Task input below:
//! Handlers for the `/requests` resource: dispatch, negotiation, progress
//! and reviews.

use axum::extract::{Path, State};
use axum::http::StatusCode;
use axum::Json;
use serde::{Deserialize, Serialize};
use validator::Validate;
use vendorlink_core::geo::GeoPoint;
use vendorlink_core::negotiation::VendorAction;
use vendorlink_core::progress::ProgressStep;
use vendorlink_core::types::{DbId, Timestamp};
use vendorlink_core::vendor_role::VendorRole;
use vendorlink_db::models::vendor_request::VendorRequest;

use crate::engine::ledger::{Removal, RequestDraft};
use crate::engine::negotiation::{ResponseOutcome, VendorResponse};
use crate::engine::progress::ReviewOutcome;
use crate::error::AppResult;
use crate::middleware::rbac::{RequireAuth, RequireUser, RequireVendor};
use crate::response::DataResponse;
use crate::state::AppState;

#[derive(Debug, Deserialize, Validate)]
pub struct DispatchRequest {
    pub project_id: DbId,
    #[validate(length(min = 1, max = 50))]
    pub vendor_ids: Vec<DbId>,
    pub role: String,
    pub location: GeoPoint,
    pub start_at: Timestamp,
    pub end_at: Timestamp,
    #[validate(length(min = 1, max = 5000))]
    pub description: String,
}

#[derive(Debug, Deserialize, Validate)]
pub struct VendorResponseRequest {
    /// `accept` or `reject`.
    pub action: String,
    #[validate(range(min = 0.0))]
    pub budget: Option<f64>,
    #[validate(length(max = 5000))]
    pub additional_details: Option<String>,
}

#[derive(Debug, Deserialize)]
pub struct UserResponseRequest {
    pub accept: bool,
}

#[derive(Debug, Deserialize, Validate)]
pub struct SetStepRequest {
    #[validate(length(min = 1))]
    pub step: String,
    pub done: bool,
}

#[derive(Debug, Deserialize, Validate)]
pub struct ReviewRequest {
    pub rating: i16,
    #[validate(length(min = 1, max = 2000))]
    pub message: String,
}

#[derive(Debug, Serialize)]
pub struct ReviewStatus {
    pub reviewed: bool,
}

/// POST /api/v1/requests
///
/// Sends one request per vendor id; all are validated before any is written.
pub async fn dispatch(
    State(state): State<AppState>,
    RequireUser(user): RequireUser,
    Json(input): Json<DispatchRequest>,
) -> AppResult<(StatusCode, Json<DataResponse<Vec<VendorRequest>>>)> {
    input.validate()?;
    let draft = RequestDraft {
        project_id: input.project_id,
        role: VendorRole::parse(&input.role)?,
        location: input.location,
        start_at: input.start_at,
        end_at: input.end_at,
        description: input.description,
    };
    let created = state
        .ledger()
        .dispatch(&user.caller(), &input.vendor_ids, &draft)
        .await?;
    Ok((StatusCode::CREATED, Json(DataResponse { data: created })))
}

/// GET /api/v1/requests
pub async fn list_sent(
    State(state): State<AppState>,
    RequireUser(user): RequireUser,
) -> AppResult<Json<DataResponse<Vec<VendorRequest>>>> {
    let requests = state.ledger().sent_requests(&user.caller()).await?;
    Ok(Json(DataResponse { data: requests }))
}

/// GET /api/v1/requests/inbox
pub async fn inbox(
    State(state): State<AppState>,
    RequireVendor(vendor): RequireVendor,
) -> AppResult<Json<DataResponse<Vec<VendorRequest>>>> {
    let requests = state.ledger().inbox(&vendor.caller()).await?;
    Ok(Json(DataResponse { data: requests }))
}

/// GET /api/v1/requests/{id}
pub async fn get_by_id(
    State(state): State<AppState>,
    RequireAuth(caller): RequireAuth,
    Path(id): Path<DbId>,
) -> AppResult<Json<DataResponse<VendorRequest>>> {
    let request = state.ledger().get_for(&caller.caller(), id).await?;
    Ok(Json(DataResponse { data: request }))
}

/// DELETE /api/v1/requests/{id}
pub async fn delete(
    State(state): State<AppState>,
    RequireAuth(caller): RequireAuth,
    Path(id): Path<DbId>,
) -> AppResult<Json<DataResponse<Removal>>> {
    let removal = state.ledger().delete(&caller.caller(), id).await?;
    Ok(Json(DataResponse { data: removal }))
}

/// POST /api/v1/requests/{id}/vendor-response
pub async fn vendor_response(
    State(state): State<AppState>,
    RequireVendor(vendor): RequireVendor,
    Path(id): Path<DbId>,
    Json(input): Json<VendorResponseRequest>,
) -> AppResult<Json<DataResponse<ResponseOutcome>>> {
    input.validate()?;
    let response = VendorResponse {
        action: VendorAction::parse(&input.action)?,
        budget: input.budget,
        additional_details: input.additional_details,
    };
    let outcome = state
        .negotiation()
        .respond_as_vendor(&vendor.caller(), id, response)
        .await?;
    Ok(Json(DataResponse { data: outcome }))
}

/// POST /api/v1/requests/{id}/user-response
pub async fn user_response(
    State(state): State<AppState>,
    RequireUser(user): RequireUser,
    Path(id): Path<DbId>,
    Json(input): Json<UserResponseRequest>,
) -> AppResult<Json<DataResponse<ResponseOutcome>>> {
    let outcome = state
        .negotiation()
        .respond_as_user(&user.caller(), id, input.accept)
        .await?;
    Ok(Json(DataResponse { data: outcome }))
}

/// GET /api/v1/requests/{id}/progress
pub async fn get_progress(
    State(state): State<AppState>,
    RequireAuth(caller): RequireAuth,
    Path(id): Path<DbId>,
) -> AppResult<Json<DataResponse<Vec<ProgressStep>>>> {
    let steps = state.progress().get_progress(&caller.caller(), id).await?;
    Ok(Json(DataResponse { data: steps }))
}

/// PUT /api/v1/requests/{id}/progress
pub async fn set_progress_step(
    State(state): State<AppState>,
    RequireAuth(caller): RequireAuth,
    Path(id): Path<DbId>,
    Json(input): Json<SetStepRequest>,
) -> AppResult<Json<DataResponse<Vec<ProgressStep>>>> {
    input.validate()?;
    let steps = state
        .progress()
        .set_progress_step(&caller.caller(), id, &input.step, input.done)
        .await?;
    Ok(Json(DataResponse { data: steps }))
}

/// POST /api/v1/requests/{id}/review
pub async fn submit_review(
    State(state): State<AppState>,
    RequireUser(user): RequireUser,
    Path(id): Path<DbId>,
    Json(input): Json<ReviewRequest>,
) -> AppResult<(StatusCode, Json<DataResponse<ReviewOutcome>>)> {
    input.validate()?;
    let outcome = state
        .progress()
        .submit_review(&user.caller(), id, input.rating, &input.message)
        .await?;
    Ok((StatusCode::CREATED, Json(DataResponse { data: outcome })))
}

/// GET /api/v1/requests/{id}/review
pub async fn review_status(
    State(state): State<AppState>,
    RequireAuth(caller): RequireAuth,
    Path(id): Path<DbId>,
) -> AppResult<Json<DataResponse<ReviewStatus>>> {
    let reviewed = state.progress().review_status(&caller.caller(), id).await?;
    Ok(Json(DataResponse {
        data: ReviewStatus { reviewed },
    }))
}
End of Task input.
▶ Your instructions
If a line in the entries holds the string "ReviewStatus", copy it.

▶ Solved problem
pub struct ReviewStatus {
) -> AppResult<Json<DataResponse<ReviewStatus>>> {
        data: ReviewStatus { reviewed },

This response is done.